As a kid,i saw “Bugsy Malone” and “The Big Bus” as a double feature in 1976 at the Holly.

kencmcintyre on January 2, 2009 at 6:54 pm

Here are some early 1930s views from the UCLA collection:

kencmcintyre on December 18, 2008 at 6:52 pm

Has anyone noticed that the Scientologists now own at least a half dozen buildings in Hollywood, some of them quite large? They must be doing OK.

Meredith Rhule
Meredith Rhule on December 18, 2008 at 6:48 pm

John Oblinger or Steve Gates, what happened to him? Did one of you guys pop him? hehehehe

Twistr54 on October 6, 2008 at 11:34 am

I loved working at this theatre, and the Paramount (El Cap) also.

kencmcintyre on April 21, 2008 at 8:57 pm

The former Holly can be seen in the background in these two 1992 photos from the LAPL:

patinkin on November 9, 2007 at 7:13 pm

I always hated these Mansard roof facades. It seems many theaters were “modernized” with these in the 60s. Yuck!!!

patinkin on November 4, 2007 at 8:09 pm

Do you guys remember an usher by the name of Jerri Hovey who worked there during the Caligula years? And there was another unsher there, I think the popcorn girl,Patti, Patty? She looked like a model.They had some hot girls there at that time.

kencmcintyre on October 19, 2007 at 7:39 am

Here is a 1954 ad from the LA Times:

vegasite on October 11, 2007 at 10:35 am

I managed this theatre in 1971 and 72 and was a complete hoot! Being the small fry of the chain, we would get smaller films: “On A Clear Day You Can See Forever”, “Harold and Maude”, “Love Story” and actually got to premiere “The Last Picture Show”. I was amazed how many people demanded a refund because it was black and white.

On occasion we were called upon to help out bigger openings at the “Paramount” (El Capitan) for “The Godfather”, “The Cowboys” and so on, plus further afield at the “Baldwin” in Baldwin Hills for the opening of stinkers like “Cool Breeze”.

The “Academy” was chopped into thirds with the “Holly” taking the middle slice. It wasn’t evenly split and the center of the theatre was off kilter to the left a bit which necessitated putting (I think) five seats on the left side of the aisle and three on the right. There were shops installed on either side. To the left, was a jewelry shop that was regularly held up giving us front row seats to the SWAT team.

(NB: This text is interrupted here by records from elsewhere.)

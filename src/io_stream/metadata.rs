//! Verity metadata discovery and hash tree verification for [`FecHandle`].
//!
//! Candidates are tried in order: an explicit offset, the hashtree
//! descriptor of an AVB footer, the end of the protected area, the size law,
//! then the size recorded in an ext4 or squashfs superblock.

use std::io::Cursor;

use sha2::Sha256;
use tracing::{debug, warn};

use super::{FecError, FecHandle, TreeState, BS};
use crate::avb::{AvbError, AvbFooter, AvbImage, AVB_FOOTER_SIZE};
use crate::codec::Codec;
use crate::hashtree::{level_blocks, SaltedHasher};
use crate::header::FEC_HASH_SIZE;
use crate::io_stream::source::BlockSource;
use crate::superblock::FsKind;
use crate::verity::{
    metadata_offset_for, MetadataFormat, VerityHeader, VerityMetadata, VerityTable, RSA_SIGNATURE_SIZE, VERITY_HEADER_SIZE,
    VERITY_MAGIC_DISABLE, VERITY_METADATA_SIZE,
};
use crate::{Flags, BLOCK_SIZE};

struct Found {
    header: VerityHeader,
    text:   String,
    table:  VerityTable,
}

impl<S: BlockSource, C: Codec> FecHandle<S, C> {
    /// Locates and loads verity metadata.  Anything short of an IO error that
    /// goes wrong here leaves the handle without verity.
    pub(super) fn load_verity(&mut self, explicit: Option<u64>) -> Result<(), FecError> {
        if explicit.is_none() && self.load_avb_verity()? {
            return Ok(());
        }
        let candidates = match explicit {
            Some(offset) => vec![offset],
            None => self.verity_candidates()?,
        };
        for offset in candidates {
            if self.load_verity_at(offset)? {
                return Ok(());
            }
        }
        debug!("no verity metadata found");
        Ok(())
    }

    /// Reads the AVB footer at the end of the image and the vbmeta blob it
    /// points at.  vbmeta is read raw: the FEC region it describes is not
    /// known yet.
    pub(super) fn find_avb(&mut self) -> Result<Option<AvbImage>, FecError> {
        if self.size < AVB_FOOTER_SIZE as u64 {
            return Ok(None);
        }
        let mut raw = [0u8; AVB_FOOTER_SIZE];
        self.raw_read(&mut raw, self.size - AVB_FOOTER_SIZE as u64)?;
        let footer = match AvbFooter::parse(&raw).and_then(|f| f.validate(self.size).map(|()| f)) {
            Ok(footer) => footer,
            Err(AvbError::InvalidFooterMagic) => return Ok(None),
            Err(e) => {
                debug!(error = %e, "unusable AVB footer");
                return Ok(None);
            }
        };

        let mut vbmeta = vec![0u8; footer.vbmeta_size as usize];
        self.raw_read(&mut vbmeta, footer.vbmeta_offset)?;
        match AvbImage::parse(footer, &vbmeta, self.size) {
            Ok(Some(image)) => {
                let ht = &image.hashtree;
                debug!(
                    partition = %ht.partition_name,
                    image_size = ht.image_size,
                    tree_offset = ht.tree_offset,
                    fec_offset = ht.fec_offset,
                    roots = ht.fec_num_roots,
                    "AVB hashtree descriptor"
                );
                Ok(Some(image))
            }
            Ok(None) => {
                debug!("vbmeta has no hashtree descriptor");
                Ok(None)
            }
            Err(e) => {
                warn!(error = %e, "invalid AVB vbmeta; ignoring footer");
                Ok(None)
            }
        }
    }

    /// Verity from the AVB hashtree descriptor, if there is one.
    fn load_avb_verity(&mut self) -> Result<bool, FecError> {
        let Some(avb) = self.avb.as_ref() else {
            return Ok(false);
        };
        let table = match avb.hashtree.to_verity_table() {
            Ok(table) => table,
            Err(e) => {
                debug!(error = %e, "AVB hash tree not usable for verity");
                return Ok(false);
            }
        };
        let disabled = avb.hashtree_disabled();
        let vbmeta_offset = avb.footer.vbmeta_offset;

        let Some(tree) = self.verify_tree(&table)? else {
            warn!(vbmeta_offset, "AVB hash tree failed verification; ignoring it");
            return Ok(false);
        };

        let text = table.to_string();
        let data_size = table.data_size();
        debug!(vbmeta_offset, data_size, disabled, "verity loaded from AVB hashtree descriptor");
        self.verity = VerityMetadata {
            format: MetadataFormat::Avb,
            disabled,
            data_size,
            metadata_start: vbmeta_offset,
            signature: [0u8; RSA_SIGNATURE_SIZE],
            table_length: text.len() as u32,
            table: text,
            parsed: Some(table),
        };
        self.tree = Some(tree);
        self.data_size = data_size;
        Ok(true)
    }

    /// Candidate metadata offsets in the order they are tried.
    fn verity_candidates(&mut self) -> Result<Vec<u64>, FecError> {
        let end = self.data_size;
        let mut out = Vec::new();
        let mut push = |offset: u64, how: &str| {
            if !out.contains(&offset) {
                debug!(offset, how, "verity metadata candidate");
                out.push(offset);
            }
        };

        if end > VERITY_METADATA_SIZE {
            push((end - VERITY_METADATA_SIZE) / BLOCK_SIZE * BLOCK_SIZE, "end of protected area");
        }
        if let Some(offset) = metadata_offset_for(end) {
            push(offset, "size law");
        }

        let hinted = self.flags.intersects(Flags::EXT4 | Flags::SQUASH);
        let kinds = [(FsKind::Ext4, Flags::EXT4), (FsKind::Squashfs, Flags::SQUASH)];
        for (kind, flag) in kinds {
            if hinted && !self.flags.contains(flag) {
                continue;
            }
            let (at, len) = kind.superblock_range();
            if at + len as u64 > end {
                continue;
            }
            let mut sb = vec![0u8; len];
            match self.read_protected(&mut sb, at) {
                Ok(()) => {}
                Err(FecError::UncorrectableBlock { .. }) => continue,
                Err(e) => return Err(e),
            }
            match kind.filesystem_size(&sb) {
                Ok(size) if size < end => push(size, "filesystem size"),
                Ok(size) => debug!(?kind, size, "filesystem larger than image"),
                Err(e) => debug!(?kind, error = %e, "no superblock"),
            }
        }
        Ok(out)
    }

    /// Reads `buf` raw first; when `accept` rejects the raw bytes, reads it
    /// again through the FEC trailer.  `Ok(None)` means neither was accepted.
    fn read_with_fallback<T, F>(&mut self, buf: &mut [u8], offset: u64, mut accept: F) -> Result<Option<T>, FecError>
    where
        F: FnMut(&[u8]) -> Result<T, String>,
    {
        self.raw_read(buf, offset)?;
        let raw_err = match accept(buf) {
            Ok(v) => return Ok(Some(v)),
            Err(e) => e,
        };
        if self.ecc.is_none() {
            debug!(offset, error = %raw_err, "rejected metadata");
            return Ok(None);
        }
        match self.read_protected(buf, offset) {
            Ok(()) => {}
            Err(FecError::UncorrectableBlock { .. }) => return Ok(None),
            Err(e) => return Err(e),
        }
        match accept(buf) {
            Ok(v) => Ok(Some(v)),
            Err(e) => {
                debug!(offset, raw = %raw_err, corrected = %e, "rejected metadata");
                Ok(None)
            }
        }
    }

    fn parse_metadata_at(&mut self, offset: u64) -> Result<Option<Found>, FecError> {
        let data_size = self.data_size;
        if data_size <= VERITY_METADATA_SIZE || offset > data_size - VERITY_METADATA_SIZE {
            debug!(offset, "verity header offset is too far");
            return Ok(None);
        }

        let mut raw = [0u8; VERITY_HEADER_SIZE];
        self.raw_read(&mut raw, offset)?;
        let raw_header = VerityHeader::read(&raw[..])?;
        // Decoding would turn the disable magic back into the enabled one.
        let disabled = raw_header.magic == VERITY_MAGIC_DISABLE;

        let mut bytes = [0u8; VERITY_HEADER_SIZE];
        let parse = |b: &[u8]| -> Result<VerityHeader, String> {
            let h = VerityHeader::read(b).map_err(|e| e.to_string())?;
            h.validate(offset, data_size).map_err(|e| e.to_string())?;
            Ok(h)
        };
        let Some(mut header) = self.read_with_fallback(&mut bytes, offset, parse)? else {
            return Ok(None);
        };
        if header != raw_header {
            if !disabled && header.magic != raw_header.magic {
                warn!("corrected verity header magic");
            }
            if header.version != raw_header.version {
                warn!("corrected verity header version");
            }
            if header.length != raw_header.length {
                warn!("corrected verity header length");
            }
            if header.signature != raw_header.signature {
                warn!("corrected verity header signature");
            }
        }
        if disabled {
            header.magic = VERITY_MAGIC_DISABLE;
        }

        let max_blocks = data_size / BLOCK_SIZE;
        let mut table_bytes = vec![0u8; header.length as usize];
        let parse = |b: &[u8]| VerityTable::from_bytes(b, max_blocks).map_err(|e| e.to_string());
        let table_offset = offset + VERITY_HEADER_SIZE as u64;
        let Some((text, table)) = self.read_with_fallback(&mut table_bytes, table_offset, parse)? else {
            return Ok(None);
        };
        debug!(offset, table = %text, "verity table");

        let hash_start = table.hash_start();
        if hash_start >= data_size {
            debug!(hash_start, data_size, "verity hash tree starts past the data");
            return Ok(None);
        }
        let covered = offset.min(hash_start);
        if table.data_size() != covered || table.data_blocks == 0 {
            debug!(data_blocks = table.data_blocks, covered, "verity table does not match its location");
            return Ok(None);
        }
        if table.salt.len() != FEC_HASH_SIZE {
            debug!(salt = table.salt.len(), "unsupported verity salt length");
            return Ok(None);
        }
        Ok(Some(Found { header, text, table }))
    }

    fn load_verity_at(&mut self, offset: u64) -> Result<bool, FecError> {
        let errors = self.errors;
        let Some(found) = self.parse_metadata_at(offset)? else {
            return Ok(false);
        };

        let Some(tree) = self.verify_tree(&found.table)? else {
            warn!(offset, "verity hash tree failed verification; ignoring verity metadata");
            return Ok(false);
        };

        if self.errors > errors {
            if let Err(e) = self.rewrite_metadata(offset, &found) {
                warn!(error = %e, "failed to rewrite verity metadata");
            }
        }

        let data_size = found.table.data_size();
        debug!(offset, data_size, disabled = found.header.is_disabled(), "verity metadata loaded");
        self.verity = VerityMetadata {
            format:         MetadataFormat::Legacy,
            disabled:       found.header.is_disabled(),
            data_size,
            metadata_start: offset,
            signature:      found.header.signature,
            table:          found.text,
            table_length:   found.header.length,
            parsed:         Some(found.table),
        };
        self.tree = Some(tree);
        self.data_size = data_size;
        Ok(true)
    }

    fn rewrite_metadata(&mut self, offset: u64, found: &Found) -> Result<(), FecError> {
        let mut block = vec![0u8; VERITY_METADATA_SIZE as usize];
        found.header.write(Cursor::new(&mut block[..]))?;
        let start = VERITY_HEADER_SIZE;
        block[start..start + found.text.len()].copy_from_slice(found.text.as_bytes());
        self.write_back(&block, offset)
    }

    /// Verifies the stored tree top-down against the root digest and returns
    /// the verified leaf level.
    fn verify_tree(&mut self, table: &VerityTable) -> Result<Option<TreeState>, FecError> {
        let hasher = SaltedHasher::<Sha256>::new(&table.salt);
        let levels = level_blocks(table.data_size(), BLOCK_SIZE, FEC_HASH_SIZE as u64);
        let total: u64 = levels.iter().sum();
        if table.hash_start() + total * BLOCK_SIZE > self.size {
            debug!(hash_start = table.hash_start(), blocks = total, "hash tree runs past the image");
            return Ok(None);
        }

        let mut starts = vec![0u64; levels.len()];
        let mut next = table.hash_start();
        for level in (0..levels.len()).rev() {
            starts[level] = next;
            next += levels[level] * BLOCK_SIZE;
        }

        let mut parent = table.root_digest.to_vec();
        for level in (0..levels.len()).rev() {
            let mut bytes = Vec::with_capacity(levels[level] as usize * BS);
            for i in 0..levels[level] {
                let at = i as usize * FEC_HASH_SIZE;
                let expected = &parent[at..at + FEC_HASH_SIZE];
                let block = (starts[level] + i * BLOCK_SIZE) / BLOCK_SIZE;
                match self.read_verified(block, &hasher, expected) {
                    Ok(data) => bytes.extend_from_slice(&data),
                    Err(FecError::UncorrectableBlock { offset }) => {
                        warn!(level, offset, "hash tree block is corrupted");
                        return Ok(None);
                    }
                    Err(e) => return Err(e),
                }
            }
            parent = bytes;
        }
        debug!(levels = levels.len(), data_blocks = table.data_blocks, "hash tree verified");

        Ok(Some(TreeState { hasher, leaves: parent, data_blocks: table.data_blocks }))
    }
}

But them were the days, at night the sidewalks were a parade of hippies, pot, tourists, Hari Krishnas and old character actors. We were always changing hands and never for the better. During the “Kung-Fu” years, the “Holly” took a dreadful beating, with seats cut up and once the drapes set ablaze. For awhile we tried “Adult Films” like “The Eroticon” and sister theatre “The Century” became a gay house.

The Manager’s office was in the basement.

José the projectionist was from Argentina and ever so clever. He had a television rigged inside of an old speaker box on the wall. By opening the front of the speaker box, the TV would come on. Should anyone open the projection room door, the speaker box would close and TV turn off, thus management never caught him watching TV.

After I left, the theatre had a gala celebration for the 25th Anniversary of “War of the Worlds” and “When Worlds Collide”.

patinkin on August 31, 2007 at 11:00 pm

What sticks out in my mind from the “Caligula” era, was that the Holly was one of the few theaters chosen to run the pic exclusively. There was one theater in New York , one in San Francisco, and one in Chicago, I believe. Guccione refused to release it to video for at least the first 3 years of release , and needless to say, it caused a huge unrequited demand. Until of course the managers, ushers and sundry employees of the Holly staged a fake robbery of the 35mm projection print in order to let a fellow in the Valley make ¾" video dupes. Rumour has it the Holly employees were payed over $80,000 by the video duplicator. Funny, most of them quit shirtly after this caper.